From the capital, you can see the imposing Mount Ararat. But unfortunately, it is located in Turkey. For Armenians, the borders have become narrower over history, as they used to live scattered all over Asia Minor - and saw Mount Ararat as their mountain. Armenia is a small country that now appears to be surrounded by its neighbors. Unfortunately, it is not a good neighborhood. On one side, there is Turkey, which, regrettably, did not have a good relationship with the Armenians in its history (the occasional genocide - it is worth reading about it! We can only learn from this history). On the other side, there is Azerbaijan, which has a good cultural and economic relationship with the Turks and - oh wonder - is at war with the Armenians. Why? It depends on which side you ask. It's about a territory, beautifully located in the mountains, which officially belongs to Azerbaijan, but is mostly inhabited and still inhabited by Armenians. The Armenian military has occupied this territory, and for several decades there has been a state of intermittent shooting and silence. What makes us so sad: This conflict seems almost unsolvable. It has developed because in the Caucasus, where so many groups live and have lived mixed up, borders seem out of place. And yet they were drawn: by committees and politicians somewhere in Berlin or Moscow, by colonial powers, and by rulers. They are not the people's own borders, but those of the border-determiners.

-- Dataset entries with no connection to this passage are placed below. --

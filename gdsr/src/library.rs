//!
//! # Libraries
//!

// Std-Lib
use std::collections::HashSet;
use std::ops::AddAssign;

// Crates.io
use log::debug;

// Workspace
use gdsrstream::GdsLibrary;
use gdsrutils::{Ptr, PtrList};

// Local imports
use crate::cell::{Cell, DeepCopier};
use crate::config::GdsOptions;
use crate::error::{LayoutError, LayoutResult};
use crate::gds::{GdsExporter, GdsImporter};

///
/// # Library
///
/// Named, ordered collection of uniquely-named [Cell]s.
///
/// Cells are shared via [Ptr]. References among them are by pointer,
/// so referenced cells need not be members of the library.
/// Any such non-member cells are discovered and written on export.
///
#[derive(Debug, Clone, Default)]
pub struct Library {
    /// Library Name
    pub name: String,
    cells: PtrList<Cell>,
}
impl Library {
    /// Create a new, empty [Library]
    pub fn new(name: impl Into<String>) -> Self {
        Self {
            name: name.into(),
            cells: PtrList::new(),
        }
    }
    ///
    /// Add a [Cell], returning its shared pointer.
    ///
    /// If a different cell of the same name is present, fails with [LayoutError::NameConflict],
    /// unless `replace` is set, in which case the new cell takes the old one's position.
    /// Adding a pointer which is already a member is a no-op.
    ///
    pub fn add(&mut self, cell: impl Into<Ptr<Cell>>, replace: bool) -> LayoutResult<Ptr<Cell>> {
        let cell = cell.into();
        let name = cell.read_or_recover().name().to_string();
        match self.cells.position_where(|c| c.name() == name) {
            Some(idx) if self.cells[idx].ptr_eq(&cell) => Ok(cell),
            Some(_) if !replace => Err(LayoutError::NameConflict(name)),
            Some(idx) => {
                debug!("Replacing cell `{}` in library `{}`", name, self.name);
                self.cells[idx] = cell.clone();
                Ok(cell)
            }
            None => Ok(self.cells.add_ptr(cell)),
        }
    }
    /// Remove the [Cell] named `name`, returning it if present
    pub fn remove(&mut self, name: &str) -> Option<Ptr<Cell>> {
        let idx = self.cells.position_where(|c| c.name() == name)?;
        Some(self.cells.remove(idx))
    }
    /// Boolean indication of whether a [Cell] named `name` is a member
    pub fn contains(&self, name: &str) -> bool {
        self.cells.position_where(|c| c.name() == name).is_some()
    }
    /// Get the [Cell] named `name`
    pub fn get(&self, name: &str) -> Option<Ptr<Cell>> {
        let idx = self.cells.position_where(|c| c.name() == name)?;
        Some(self.cells[idx].clone())
    }
    /// Iterator over our member [Cell]s, in insertion order
    pub fn cells(&self) -> impl Iterator<Item = &Ptr<Cell>> {
        self.cells.iter()
    }
    /// Number of member [Cell]s
    pub fn len(&self) -> usize {
        self.cells.len()
    }
    pub fn is_empty(&self) -> bool {
        self.cells.is_empty()
    }
    ///
    /// Copy this [Library].
    ///
    /// Shallow copies share their cells with the original.
    /// Deep copies duplicate every cell, including referenced non-members.
    /// Cells shared in the original, e.g. a member which other members reference, remain shared.
    ///
    pub fn copy(&self, deep: bool) -> LayoutResult<Library> {
        if !deep {
            return Ok(self.clone());
        }
        let mut copier = DeepCopier::default();
        let cells = self
            .cells
            .iter()
            .map(|c| copier.copy_ptr(c))
            .collect::<LayoutResult<Vec<_>>>()?;
        Ok(Self {
            name: self.name.clone(),
            cells: cells.into(),
        })
    }
    /// Convert to an in-memory [GdsLibrary]
    pub fn to_gds_lib(&self, options: &GdsOptions) -> LayoutResult<GdsLibrary> {
        GdsExporter::export(self, options)
    }
    /// Write to GDSII file `fname`
    pub fn to_gds(&self, fname: impl AsRef<std::path::Path>, options: &GdsOptions) -> LayoutResult<()> {
        self.to_gds_lib(options)?.save(fname)?;
        Ok(())
    }
    /// Encode as GDSII bytes
    pub fn to_gds_bytes(&self, options: &GdsOptions) -> LayoutResult<Vec<u8>> {
        Ok(self.to_gds_lib(options)?.to_bytes()?)
    }
    /// Import from an in-memory [GdsLibrary], with coordinates in user-units of `options.user_unit`
    pub fn from_gds_lib(gdslib: &GdsLibrary, options: &GdsOptions) -> LayoutResult<Library> {
        GdsImporter::import(gdslib, options)
    }
    /// Read from GDSII file `fname`
    pub fn from_gds(fname: impl AsRef<std::path::Path>, options: &GdsOptions) -> LayoutResult<Library> {
        Self::from_gds_lib(&GdsLibrary::open(fname)?, options)
    }
    /// Decode from GDSII bytes
    pub fn from_gds_bytes(bytes: &[u8], options: &GdsOptions) -> LayoutResult<Library> {
        Self::from_gds_lib(&GdsLibrary::from_bytes(bytes)?, options)
    }
}
impl AddAssign<Cell> for Library {
    /// Add `cell`, replacing any same-named member
    fn add_assign(&mut self, cell: Cell) {
        *self += Ptr::new(cell);
    }
}
impl AddAssign<Ptr<Cell>> for Library {
    /// Add `cell`, replacing any same-named member
    fn add_assign(&mut self, cell: Ptr<Cell>) {
        // Infallible with `replace` set
        let _ = self.add(cell, true);
    }
}
impl PartialEq for Library {
    /// Equal names, and equal member cells by name, irrespective of order
    fn eq(&self, other: &Self) -> bool {
        if self.name != other.name || self.len() != other.len() {
            return false;
        }
        let names: HashSet<String> = self.cells().map(|c| c.read_or_recover().name().to_string()).collect();
        if names.len() != self.len() {
            return false;
        }
        self.cells().all(|c| {
            let name = c.read_or_recover().name().to_string();
            match other.get(&name) {
                Some(o) => c.ptr_eq(&o) || *c.read_or_recover() == *o.read_or_recover(),
                None => false,
            }
        })
    }
}
impl std::fmt::Display for Library {
    fn fmt(&self, f: &mut std::fmt::Formatter) -> std::fmt::Result {
        write!(f, "Library `{}` with {} cell(s)", self.name, self.len())
    }
}
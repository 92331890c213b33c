//!
//! # GDSII Stream Reading
//!

// Std-Lib
use std::fs::File;
use std::io::{Cursor, Read};
use std::mem;
use std::path::Path;

// Crates.io
use byteorder::{BigEndian, ReadBytesExt};
use log::{debug, trace};
use memmap2::Mmap;
use num_traits::FromPrimitive;

// Local
use crate::data::*;

/// Size (in bytes) of the read/decode buffer. Fits the longest possible record.
const READER_BUFSIZE: usize = 65536;

/// # GdsReader
///
/// Decodes [GdsRecord]s, one at a time, from any in-memory byte source.
/// Files are memory-mapped; byte-slices are read in place.
pub struct GdsReader<B: AsRef<[u8]>> {
    /// Read/conversion buffer
    buf: Vec<u8>,
    /// Data being read
    file: Cursor<B>,
}
impl GdsReader<Mmap> {
    /// Create a [GdsReader], memory-mapping the [File] at path `fname`
    pub fn open(fname: impl AsRef<Path>) -> GdsResult<Self> {
        let file = File::open(fname)?;
        // Our one line of `unsafe`: the mapping is invalid if the file is changed underneath it.
        let mmap = unsafe { Mmap::map(&file)? };
        Ok(Self::new(mmap))
    }
}
impl<B: AsRef<[u8]>> GdsReader<B> {
    /// Create a [GdsReader] of `data`
    pub fn new(data: B) -> Self {
        Self {
            buf: vec![0; READER_BUFSIZE],
            file: Cursor::new(data),
        }
    }
    /// Read the next record-header
    fn read_record_header(&mut self) -> GdsResult<GdsRecordHeader> {
        // Total record length, in bytes, including the four header bytes
        let len = self.file.read_u16::<BigEndian>()?;
        if len < 4 || len % 2 != 0 {
            return Err(GdsError::RecordLen(len.into()));
        }
        let rtype = self.file.read_u8()?;
        let rtype: GdsRecordType =
            FromPrimitive::from_u8(rtype).ok_or(GdsError::InvalidRecordType(rtype))?;
        if !rtype.valid() {
            return Err(GdsError::InvalidRecordType(rtype as u8));
        }
        let dtype = self.file.read_u8()?;
        let dtype: GdsDataType =
            FromPrimitive::from_u8(dtype).ok_or(GdsError::InvalidDataType(dtype))?;
        Ok(GdsRecordHeader {
            rtype,
            dtype,
            len: len - 4,
        })
    }
    /// Read the next [GdsRecord].
    /// Fails if not positioned on a record boundary, or if decoding otherwise fails.
    pub fn read_record(&mut self) -> GdsResult<GdsRecord> {
        let header = self.read_record_header()?;
        if !header.rtype.supported() {
            return Err(GdsError::Unsupported(header.rtype, Vec::new()));
        }
        self.read_record_content(&header)
    }
    fn read_record_content(&mut self, header: &GdsRecordHeader) -> GdsResult<GdsRecord> {
        use GdsDataType::{BitArray, NoData, Str, F64, I16, I32};
        use GdsRecordType as R;
        let len = header.len;
        let record = match (header.rtype, header.dtype, len) {
            // Library-Level Records
            (R::Header, I16, 2) => GdsRecord::Header {
                version: self.read_i16(len)?[0],
            },
            (R::BgnLib, I16, 24) => GdsRecord::BgnLib {
                dates: self.read_dates()?,
            },
            (R::LibName, Str, _) => GdsRecord::LibName(self.read_str(len)?),
            (R::Units, F64, 16) => {
                let v = self.read_f64(len)?;
                GdsRecord::Units(v[0], v[1])
            }
            (R::EndLib, NoData, 0) => GdsRecord::EndLib,

            // Struct-Level Records
            (R::BgnStruct, I16, 24) => GdsRecord::BgnStruct {
                dates: self.read_dates()?,
            },
            (R::StructName, Str, _) => GdsRecord::StructName(self.read_str(len)?),
            (R::StructRefName, Str, _) => GdsRecord::StructRefName(self.read_str(len)?),
            (R::EndStruct, NoData, 0) => GdsRecord::EndStruct,

            // Element-Level Records
            (R::Boundary, NoData, 0) => GdsRecord::Boundary,
            (R::Path, NoData, 0) => GdsRecord::Path,
            (R::StructRef, NoData, 0) => GdsRecord::StructRef,
            (R::ArrayRef, NoData, 0) => GdsRecord::ArrayRef,
            (R::Text, NoData, 0) => GdsRecord::Text,
            (R::Layer, I16, 2) => GdsRecord::Layer(self.read_i16(len)?[0]),
            (R::DataType, I16, 2) => GdsRecord::DataType(self.read_i16(len)?[0]),
            (R::Width, I32, 4) => GdsRecord::Width(self.read_i32(len)?[0]),
            (R::Xy, I32, _) if len % 8 == 0 => GdsRecord::Xy(self.read_i32(len)?),
            (R::EndElement, NoData, 0) => GdsRecord::EndElement,
            (R::ColRow, I16, 4) => {
                let d = self.read_i16(len)?;
                GdsRecord::ColRow {
                    cols: d[0],
                    rows: d[1],
                }
            }
            (R::TextType, I16, 2) => GdsRecord::TextType(self.read_i16(len)?[0]),
            (R::Presentation, BitArray, 2) => {
                let (d0, d1) = self.read_bits()?;
                GdsRecord::Presentation(d0, d1)
            }
            (R::String, Str, _) => GdsRecord::String(self.read_str(len)?),
            (R::Strans, BitArray, 2) => {
                let (d0, d1) = self.read_bits()?;
                GdsRecord::Strans(d0, d1)
            }
            (R::Mag, F64, 8) => GdsRecord::Mag(self.read_f64(len)?[0]),
            (R::Angle, F64, 8) => GdsRecord::Angle(self.read_f64(len)?[0]),
            (R::PathType, I16, 2) => GdsRecord::PathType(self.read_i16(len)?[0]),
            (R::BeginExtn, I32, 4) => GdsRecord::BeginExtn(self.read_i32(len)?[0]),
            (R::EndExtn, I32, 4) => GdsRecord::EndExtn(self.read_i32(len)?[0]),

            // Anything else has a mismatched data-type or length
            _ => return Err(GdsError::RecordDecode(header.rtype, header.dtype, len)),
        };
        Ok(record)
    }
    /// Read `len` bytes and convert to `String`, stripping any trailing NUL padding
    fn read_str(&mut self, len: u16) -> GdsResult<String> {
        let len: usize = len.into();
        self.file.read_exact(&mut self.buf[0..len])?;
        let mut data = &self.buf[0..len];
        if let [rest @ .., 0x00] = data {
            data = rest;
        }
        Ok(std::str::from_utf8(data)?.into())
    }
    /// Read a two-byte bit-array
    fn read_bits(&mut self) -> GdsResult<(u8, u8)> {
        Ok((self.file.read_u8()?, self.file.read_u8()?))
    }
    /// Read the twelve `i16`s of a `BGNLIB` or `BGNSTR` record
    fn read_dates(&mut self) -> GdsResult<[i16; 12]> {
        let mut rv = [0; 12];
        self.file.read_i16_into::<BigEndian>(&mut rv)?;
        Ok(rv)
    }
    /// Read `len/2` i16s from `len` bytes
    fn read_i16(&mut self, len: u16) -> GdsResult<Vec<i16>> {
        let mut rv = vec![0; usize::from(len) / 2];
        self.file.read_i16_into::<BigEndian>(&mut rv)?;
        Ok(rv)
    }
    /// Read `len/4` i32s from `len` bytes
    fn read_i32(&mut self, len: u16) -> GdsResult<Vec<i32>> {
        let mut rv = vec![0; usize::from(len) / 4];
        self.file.read_i32_into::<BigEndian>(&mut rv)?;
        Ok(rv)
    }
    /// Read `len/8` f64s from `len` bytes, decoding GDSII's float-format along the way
    fn read_f64(&mut self, len: u16) -> GdsResult<Vec<f64>> {
        let mut u64s = vec![0; usize::from(len) / 8];
        self.file.read_u64_into::<BigEndian>(&mut u64s)?;
        Ok(u64s.into_iter().map(GdsFloat64::decode).collect())
    }
    /// Get the current byte position
    fn pos(&self) -> u64 {
        self.file.position()
    }
}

This has fatal effects on the people living there. Armenia is a poor country, among other things, because a large part of the state budget is spent on constant armament. This leaves less for roads and schools, hospitals and universities. And it has disastrous consequences for people's thinking: They must have an enemy, and the enemy is - clearly - on the other side of the border. Here in Armenia, people curse the mean Azerbaijanis, and in Azerbaijan, we could hardly talk about Armenia because we feared emotional outbursts (at the border, our passports were leafed through several times to check if we already had an Armenian stamp in them). Fences and walls do something to people - and it is not for the better.
We want to respect the borders of others. We want to ask about them and understand them.
But we also want to feel our own boundaries and allow ourselves to draw a boundary even in a foreign environment.
The important thing is actually to find out what our own boundaries are. Not those of any powers or cultures. Where do we draw the line between good and evil, between mine and yours, between normal and not normal?
And that's what we're learning right now.